Place Viger was both a grand hotel and railway station. It was constructed in 1898 and named after Jacques Viger, Montreal's first mayor. Constructed in the château-style common to Canada's railway hotels, Place Viger housed the railway station in its lower levels and a luxurious hotel on the upper floors. The shifting of Montreal's commercial core to the north-west, and the onset of the economic depression of the 1930s, proved disastrous for Place Viger. The hotel closed in 1935. In 1951, the railway station was also closed, and the building was sold to the City of Montreal. The interiors were gutted and transformed to non-descript office space, and the building was renamed Édifice Jacques-Viger. (References: Chisholm, Barbara, ed., Castles of the North: Canada's Grand Hotels, Toronto: Lynx Images, 2001. Gournay, Isabelle and Vanlaethem, France, eds., Montreal Metropolis: 1880-1930, Montreal: Canadian Centre for Architecture, 1998.)
The future of the former hotel and the square in front are in the hands of the City of Montreal. Some proposals and promises have been made. Hopefully more consultation will be done than seems to have been for the proposed revamping of historic Place d’Armes. The Gazette article appearing Sunday October 28, 2007 says that all three proposals would remove focus from Hebert’s famous Maisonneuve statue. That would be unfortunate.
A wonderful article about Place Viger appears in Edgar Andrew Collard’s book Montreal Yesterdays published by the Gazette in 1989. If you are fortunate to get your hands on a copy, the article is on page 98 titled: The Leafy Charm of Old Place Viger. While change and reconstruction is inevitable I feel city architects should not be so quick to replace green spaces and vegetation with concrete as is proposed for the new Place d’Armes.

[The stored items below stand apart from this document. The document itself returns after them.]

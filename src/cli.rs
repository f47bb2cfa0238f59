//! Command-line interface (clap derive).
use std::path::PathBuf;

use clap::{Parser, Subcommand};
use clap_complete::Shell;

/// Default configuration file, resolved against the working directory.
pub const DEFAULT_CONFIG: &str = "pixie.toml";

/// Top-level CLI entry point for the provisioning engine.
#[derive(Parser, Debug)]
#[command(
    name = "pixie",
    about = "Provision a fresh Windows machine from a configuration repository",
    version
)]
pub struct Cli {
    /// Subcommand to run; `install` when omitted.
    #[command(subcommand)]
    pub command: Option<Command>,

    /// Enable verbose output
    #[arg(short, long, global = true)]
    pub verbose: bool,

    /// Options shared by every subcommand.
    #[command(flatten)]
    pub global: GlobalOpts,
}

impl Cli {
    /// The subcommand to run, defaulting to `install`.
    #[must_use]
    pub fn command(&self) -> Command {
        self.command
            .clone()
            .unwrap_or_else(|| Command::Install(InstallOpts::default()))
    }
}

/// Options shared across all subcommands.
#[derive(Parser, Debug, Clone)]
pub struct GlobalOpts {
    /// Configuration file
    #[arg(short, long, global = true, default_value = DEFAULT_CONFIG)]
    pub config: PathBuf,

    /// Override the documents folder (default: <USERPROFILE>/Documents)
    #[arg(long, global = true)]
    pub documents: Option<PathBuf>,
}

/// Available subcommands.
#[derive(Subcommand, Debug, Clone)]
pub enum Command {
    /// Provision this machine
    Install(InstallOpts),
    /// Validate the configuration file without changing anything
    Check,
    /// Print a shell completion script
    Completions {
        /// Shell to generate completions for
        shell: Shell,
    },
    /// Print version information
    Version,
}

/// Options for the `install` subcommand.
#[derive(Parser, Debug, Clone, Default)]
pub struct InstallOpts {
    /// Restart without asking once provisioning succeeds
    #[arg(long, conflicts_with = "no_restart")]
    pub unattended: bool,

    /// Finish without restarting or asking to restart
    #[arg(long)]
    pub no_restart: bool,
}

#[cfg(test)]
#[allow(clippy::expect_used, clippy::unwrap_used, clippy::indexing_slicing)]
mod tests {
    use super::*;
    use clap::CommandFactory;

    #[test]
    fn verify_cli() {
        <Cli as CommandFactory>::command().debug_assert();
    }

    #[test]
    fn no_subcommand_means_install() {
        let cli = Cli::parse_from(["pixie"]);
        assert!(cli.command.is_none());
        assert!(matches!(
            cli.command(),
            Command::Install(InstallOpts {
                unattended: false,
                no_restart: false
            })
        ));
    }

    #[test]
    fn default_config_path() {
        let cli = Cli::parse_from(["pixie", "install"]);
        assert_eq!(cli.global.config, PathBuf::from("pixie.toml"));
        assert!(cli.global.documents.is_none());
    }

    #[test]
    fn parse_config_short_and_documents() {
        let cli = Cli::parse_from(["pixie", "-c", "C:/setup/pixie.toml", "--documents", "D:/Docs", "check"]);
        assert_eq!(cli.global.config, PathBuf::from("C:/setup/pixie.toml"));
        assert_eq!(cli.global.documents, Some(PathBuf::from("D:/Docs")));
        assert!(matches!(cli.command(), Command::Check));
    }

    #[test]
    fn parse_install_flags() {
        let cli = Cli::parse_from(["pixie", "install", "--unattended"]);
        assert!(matches!(
            cli.command(),
            Command::Install(InstallOpts {
                unattended: true,
                no_restart: false
            })
        ));

        let cli = Cli::parse_from(["pixie", "install", "--no-restart"]);
        assert!(matches!(
            cli.command(),
            Command::Install(InstallOpts {
                no_restart: true,
                ..
            })
        ));
    }

    #[test]
    fn unattended_conflicts_with_no_restart() {
        let result = Cli::try_parse_from(["pixie", "install", "--unattended", "--no-restart"]);
        assert!(result.is_err());
    }

    #[test]
    fn parse_completions() {
        let cli = Cli::parse_from(["pixie", "completions", "powershell"]);
        assert!(matches!(
            cli.command(),
            Command::Completions {
                shell: Shell::PowerShell
            }
        ));
    }

    #[test]
    fn parse_verbose_after_subcommand() {
        let cli = Cli::parse_from(["pixie", "install", "-v"]);
        assert!(cli.verbose);
    }

    #[test]
    fn parse_version() {
        let cli = Cli::parse_from(["pixie", "version"]);
        assert!(matches!(cli.command(), Command::Version));
    }
}
//! Editor extensions and settings, applied right after the editor is
//! installed.
use std::path::PathBuf;

use anyhow::Result;

use super::{Context, TaskStats, log_output, process_resource};
use crate::resources::ResourceState;
use crate::resources::fs::FileCopyResource;
use crate::resources::vscode_extension::{
    VsCodeExtensionResource, find_code, installed_extensions,
};

/// Install the configured extensions, then copy the settings file out of
/// the clone.
///
/// # Errors
///
/// Returns an error if the editor cannot be found, any extension fails to
/// install, the settings path cannot be expanded or the copy fails.
pub fn configure_editor(ctx: &Context) -> Result<()> {
    install_extensions(ctx)?;
    copy_settings(ctx)
}

fn install_extensions(ctx: &Context) -> Result<()> {
    let extensions = &ctx.config.vscode.extensions;
    if extensions.is_empty() {
        ctx.log.debug("no editor extensions configured");
        return Ok(());
    }

    let env = ctx.env();
    let code = find_code(&*ctx.executor, &env)?;
    let installed = installed_extensions(&code, &*ctx.executor, &env)?;

    let mut stats = TaskStats::new();
    for id in extensions {
        let resource = VsCodeExtensionResource::new(id, &code, &*ctx.executor, &env);
        if resource.state_from_installed(&installed) == ResourceState::Correct {
            ctx.log.debug(&format!("ok: {id} (already installed)"));
            stats.already_ok += 1;
            continue;
        }
        let output = resource.install()?;
        log_output(ctx, &format!("{id} installation"), &output);
        ctx.log.info(&format!("installed extension {id}"));
        stats.changed += 1;
    }
    ctx.log.info(&format!("editor extensions: {}", stats.summary()));
    Ok(())
}

fn copy_settings(ctx: &Context) -> Result<()> {
    let editor = &ctx.config.vscode;
    if editor.settings_path.trim().is_empty() {
        ctx.log.debug("no editor settings path configured");
        return Ok(());
    }
    let Some(clone) = ctx.clone_dir() else {
        ctx.log
            .debug("no repository was fetched, skipping editor settings");
        return Ok(());
    };

    let destination = PathBuf::from(ctx.env().expand(&editor.settings_path)?);
    let resource = FileCopyResource::new(clone.join(&editor.settings_source), destination);
    process_resource(ctx, &resource, "copied")?;
    Ok(())
}
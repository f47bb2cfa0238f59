//! Operating system detection, privilege checks and well-known folders.
use std::fmt;
use std::path::{Path, PathBuf};

use anyhow::{Result, anyhow};

use crate::environment::ProcessEnv;
use crate::error::PlatformError;
use crate::exec::Executor;

/// Detected operating system.
#[derive(Debug, Clone, Copy, PartialEq, Eq)]
pub enum Os {
    /// Microsoft Windows.
    Windows,
    /// Linux.
    Linux,
    /// macOS.
    MacOs,
    /// Any other operating system.
    Other,
}

impl fmt::Display for Os {
    fn fmt(&self, f: &mut fmt::Formatter<'_>) -> fmt::Result {
        match self {
            Self::Windows => write!(f, "windows"),
            Self::Linux => write!(f, "linux"),
            Self::MacOs => write!(f, "macos"),
            Self::Other => write!(f, "{}", std::env::consts::OS),
        }
    }
}

/// Platform information for the current system.
#[derive(Debug, Clone)]
pub struct Platform {
    /// Operating system the process runs on.
    pub os: Os,
}

impl Platform {
    /// Detect the current platform.
    #[must_use]
    pub const fn detect() -> Self {
        let os = if cfg!(target_os = "windows") {
            Os::Windows
        } else if cfg!(target_os = "linux") {
            Os::Linux
        } else if cfg!(target_os = "macos") {
            Os::MacOs
        } else {
            Os::Other
        };
        Self { os }
    }

    /// Create a platform with an explicit OS.
    #[must_use]
    pub const fn new(os: Os) -> Self {
        Self { os }
    }

    /// Whether this is Windows.
    #[must_use]
    pub fn is_windows(&self) -> bool {
        self.os == Os::Windows
    }

    /// Fail unless running on Windows.
    ///
    /// # Errors
    ///
    /// Returns [`PlatformError::Unsupported`] on any other OS.
    pub fn require_windows(&self) -> Result<(), PlatformError> {
        if self.is_windows() {
            Ok(())
        } else {
            Err(PlatformError::Unsupported {
                platform: self.os.to_string(),
            })
        }
    }
}

/// Whether the process holds administrative rights.
///
/// `net session` only succeeds for members of the local Administrators group
/// running elevated.
#[must_use]
pub fn is_elevated(executor: &dyn Executor, env: &ProcessEnv) -> bool {
    executor
        .run_unchecked("net", &["session"], env)
        .is_ok_and(|result| result.success)
}

/// The user's documents folder, or `override_dir` when given.
///
/// # Errors
///
/// Returns an error if neither `USERPROFILE` nor `HOME` is set.
pub fn documents_dir(override_dir: Option<&Path>) -> Result<PathBuf> {
    if let Some(dir) = override_dir {
        return Ok(dir.to_path_buf());
    }
    let home = std::env::var("USERPROFILE")
        .or_else(|_| std::env::var("HOME"))
        .map_err(|_| anyhow!("neither USERPROFILE nor HOME environment variable is set"))?;
    Ok(PathBuf::from(home).join("Documents"))
}
//! Logging infrastructure for console and run-log output.

mod logger;
mod subscriber;
mod types;
mod utils;

pub use logger::Logger;
pub use subscriber::init_subscriber;
pub use types::{Log, TaskEntry, TaskStatus};
pub use utils::log_file_path;

/// Create a Logger backed by an isolated per-thread tracing subscriber
/// that writes to a log file in a fresh temporary documents folder.
///
/// Returns a [`tracing::dispatcher::DefaultGuard`] that must be kept alive
/// for the duration of the test; dropping it restores the previous
/// thread-local dispatcher and closes the file.
#[cfg(test)]
#[allow(clippy::expect_used)]
pub(crate) fn isolated_logger() -> (Logger, tempfile::TempDir, tracing::dispatcher::DefaultGuard) {
    let tmp = tempfile::tempdir().expect("failed to create temp dir");
    let path = log_file_path(tmp.path());
    let guard = init_subscriber(true, Some(&path)).expect("failed to open log file");
    (Logger::new(Some(path)), tmp, guard)
}
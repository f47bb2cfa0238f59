use std::path::PathBuf;
use std::sync::{Arc, Mutex, MutexGuard, PoisonError};

use tempfile::TempDir;

use crate::config::Config;
use crate::environment::{EnvStore, ProcessEnv, RegistryEnvStore};
use crate::exec::{Executor, SystemExecutor};
use crate::logging::Log;
use crate::operations::{FileSystemOps, SystemFileSystemOps};
use crate::platform::Platform;
use crate::prompt::{Prompter, StdinPrompter};
use crate::repository::{Git2Cloner, RepoCloner};

/// State of one provisioning run, passed by reference to every task.
pub struct Context {
    /// Configuration loaded from `pixie.toml`.
    pub config: Arc<Config>,
    /// Detected platform information.
    pub platform: Arc<Platform>,
    /// Logger for output and task recording.
    pub log: Arc<dyn Log>,
    /// The user's Documents folder; directories and assets land here.
    pub documents: PathBuf,
    /// Command executor (for testing or real system calls).
    pub executor: Arc<dyn Executor>,
    /// Persistent machine/user environment, read by environment refreshes.
    pub env_store: Arc<dyn EnvStore>,
    /// Clones the configuration repository.
    pub cloner: Arc<dyn RepoCloner>,
    /// Asks the restart question.
    pub prompter: Arc<dyn Prompter>,
    /// Filesystem operation abstraction (injectable for testing).
    pub fs_ops: Arc<dyn FileSystemOps>,
    env: Mutex<ProcessEnv>,
    clone: Mutex<Option<TempDir>>,
}

impl std::fmt::Debug for Context {
    fn fmt(&self, f: &mut std::fmt::Formatter<'_>) -> std::fmt::Result {
        f.debug_struct("Context")
            .field("config", &"<Config>")
            .field("platform", &self.platform)
            .field("log", &"<dyn Log>")
            .field("documents", &self.documents)
            .field("executor", &"<dyn Executor>")
            .field("env_store", &"<dyn EnvStore>")
            .field("cloner", &"<dyn RepoCloner>")
            .field("prompter", &"<dyn Prompter>")
            .field("fs_ops", &"<dyn FileSystemOps>")
            .field("clone_dir", &self.clone_dir())
            .finish_non_exhaustive()
    }
}

impl Context {
    /// Creates a context wired to the real system: process execution, the
    /// registry, libgit2, standard input and the local filesystem.
    #[must_use]
    pub fn new(
        config: Arc<Config>,
        platform: Arc<Platform>,
        log: Arc<dyn Log>,
        documents: PathBuf,
    ) -> Self {
        Self {
            config,
            platform,
            log,
            documents,
            executor: Arc::new(SystemExecutor),
            env_store: Arc::new(RegistryEnvStore),
            cloner: Arc::new(Git2Cloner),
            prompter: Arc::new(StdinPrompter),
            fs_ops: Arc::new(SystemFileSystemOps),
            env: Mutex::new(ProcessEnv::new()),
            clone: Mutex::new(None),
        }
    }

    /// Replace the logger.
    #[must_use]
    pub fn with_log(mut self, log: Arc<dyn Log>) -> Self {
        self.log = log;
        self
    }

    /// Replace the command executor.
    #[must_use]
    pub fn with_executor(mut self, executor: Arc<dyn Executor>) -> Self {
        self.executor = executor;
        self
    }

    /// Replace the persistent environment store.
    #[must_use]
    pub fn with_env_store(mut self, env_store: Arc<dyn EnvStore>) -> Self {
        self.env_store = env_store;
        self
    }

    /// Replace the repository cloner.
    #[must_use]
    pub fn with_cloner(mut self, cloner: Arc<dyn RepoCloner>) -> Self {
        self.cloner = cloner;
        self
    }

    /// Replace the prompter.
    #[must_use]
    pub fn with_prompter(mut self, prompter: Arc<dyn Prompter>) -> Self {
        self.prompter = prompter;
        self
    }

    /// Replace the [`FileSystemOps`] implementation.
    #[must_use]
    pub fn with_fs_ops(mut self, fs_ops: Arc<dyn FileSystemOps>) -> Self {
        self.fs_ops = fs_ops;
        self
    }

    /// Start from `env` instead of an empty overlay.
    #[must_use]
    pub fn with_env(self, env: ProcessEnv) -> Self {
        self.set_env(env);
        self
    }

    /// Snapshot of the environment threaded through the run.
    #[must_use]
    pub fn env(&self) -> ProcessEnv {
        lock(&self.env).clone()
    }

    /// Replace the environment seen by later steps.
    pub fn set_env(&self, env: ProcessEnv) {
        *lock(&self.env) = env;
    }

    /// Root of the cloned configuration repository, once fetched.
    #[must_use]
    pub fn clone_dir(&self) -> Option<PathBuf> {
        lock(&self.clone).as_ref().map(|dir| dir.path().to_path_buf())
    }

    /// Take ownership of the clone directory for the rest of the run.
    pub fn hold_clone(&self, dir: TempDir) {
        *lock(&self.clone) = Some(dir);
    }

    /// Remove the clone directory, if any.
    ///
    /// # Errors
    ///
    /// Returns an error if the directory cannot be deleted.
    pub fn release_clone(&self) -> std::io::Result<()> {
        let dir = lock(&self.clone).take();
        dir.map_or(Ok(()), TempDir::close)
    }
}

fn lock<T>(mutex: &Mutex<T>) -> MutexGuard<'_, T> {
    mutex.lock().unwrap_or_else(PoisonError::into_inner)
}

#[cfg(test)]
#[allow(clippy::expect_used, clippy::unwrap_used)]
mod tests {
    use super::*;
    use crate::tasks::test_helpers::{empty_config, make_context};

    #[test]
    fn env_round_trips_through_context() {
        let ctx = make_context(empty_config());
        assert!(ctx.env().get("PIXIE_CTX_TEST").is_none());
        ctx.set_env(ProcessEnv::new().with_var("PIXIE_CTX_TEST", "1"));
        assert_eq!(ctx.env().get("PIXIE_CTX_TEST").as_deref(), Some("1"));
    }

    #[test]
    fn release_clone_removes_directory() {
        let ctx = make_context(empty_config());
        assert!(ctx.clone_dir().is_none());

        let dir = tempfile::tempdir().unwrap();
        let path = dir.path().to_path_buf();
        ctx.hold_clone(dir);
        assert_eq!(ctx.clone_dir(), Some(path.clone()));

        ctx.release_clone().unwrap();
        assert!(ctx.clone_dir().is_none());
        assert!(!path.exists());
        ctx.release_clone().unwrap();
    }

    #[test]
    fn dropping_context_removes_clone() {
        let ctx = make_context(empty_config());
        let dir = tempfile::tempdir().unwrap();
        let path = dir.path().to_path_buf();
        ctx.hold_clone(dir);
        drop(ctx);
        assert!(!path.exists());
    }

    #[test]
    fn debug_format_includes_key_fields() {
        let ctx = make_context(empty_config());
        let debug = format!("{ctx:?}");
        assert!(debug.contains("Context"));
        assert!(debug.contains("documents"));
        assert!(debug.contains("clone_dir"));
    }
}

The watercolor was painted on site on a beautiful sunny afternoon on October 26, 2007 on a 9" x 12" block of 140 lb Hot Press PORTOFINO acquerello block. I hesitated using this paper mainly because on a windy day working outdoors on hot press paper can produce unpleasant surprises such as unwanted backruns. But the wind was down that afternoon and for the most part I was sitting in the sun. This would speed up, I hoped, the drying time a bit on this cool afternoon. Hot press paper tends to not dry evenly and as fast as cold press or rough paper as its surface is not as absorbent. The pigment tends to sit on top of the surface. The trick then is to float in the washes quickly, preferably on a pre wet slightly moist surface. Try not to disturb the wash too much once it is down. Working rather flat also helps. You can, however, add more pigment to an already wet area before it dries completely to darken it, but timing is important as is the ratio of water to pigment in the brush. I find the Isabey Petit Gris brush good for this as it has a great absorbent reservoir better than synthetic brushes. Sables and other natural hair brushes would also work well. Brushes made with natural hair brushes are soft, suitable for delicate and precise work. Synthetic bristles can disturb the delicate surface of Hot Press paper and inadvertently remove pigment because of their stiffness. Another advantage of work on hot press paper is that one has more time to remove unwanted water or add darker pigment. The mixtures are not as quickly absorbed by the paper as would be the case for rough or cold press papers. Another hot press paper plus is being able to lift pigments with synthetics once the paper is completely dry. Simply wet an area and remove pigment with a paper towel, toilet paper or tissue.
Once I had drawn the sketch with my permanent Indian Ink waterproof PITT pen I was ready to lay in my washes with a flat synthetic brush and my two Isabey Petit Gris brushes. I opted for a vignette type painting mainly because I wished to avoid rendering the left side of the scene which I thought would be distracting and superfluous. The hard edge of the blue sky echoes the triangular shape of the towers. I rather like the unfinished effect of the right gray foreground car. The shapes of the back end of the car and left tire, I feel, lock in the eye and keep it from escaping down the street diagonally. Hopefully, the viewer’s gaze is then led up and into the foreground buildings to the right, then around the turrets and finally back along the cars toward us to where we first started. As you can see by comparing the painting with the photo, I chose to stay pretty close to the local colour opting instead to concentrate more on rendering interesting and varied light and darker shapes. I used Sennelier pan paints. The painting was completed in less than an hour including setting up, drying time and clean-up time.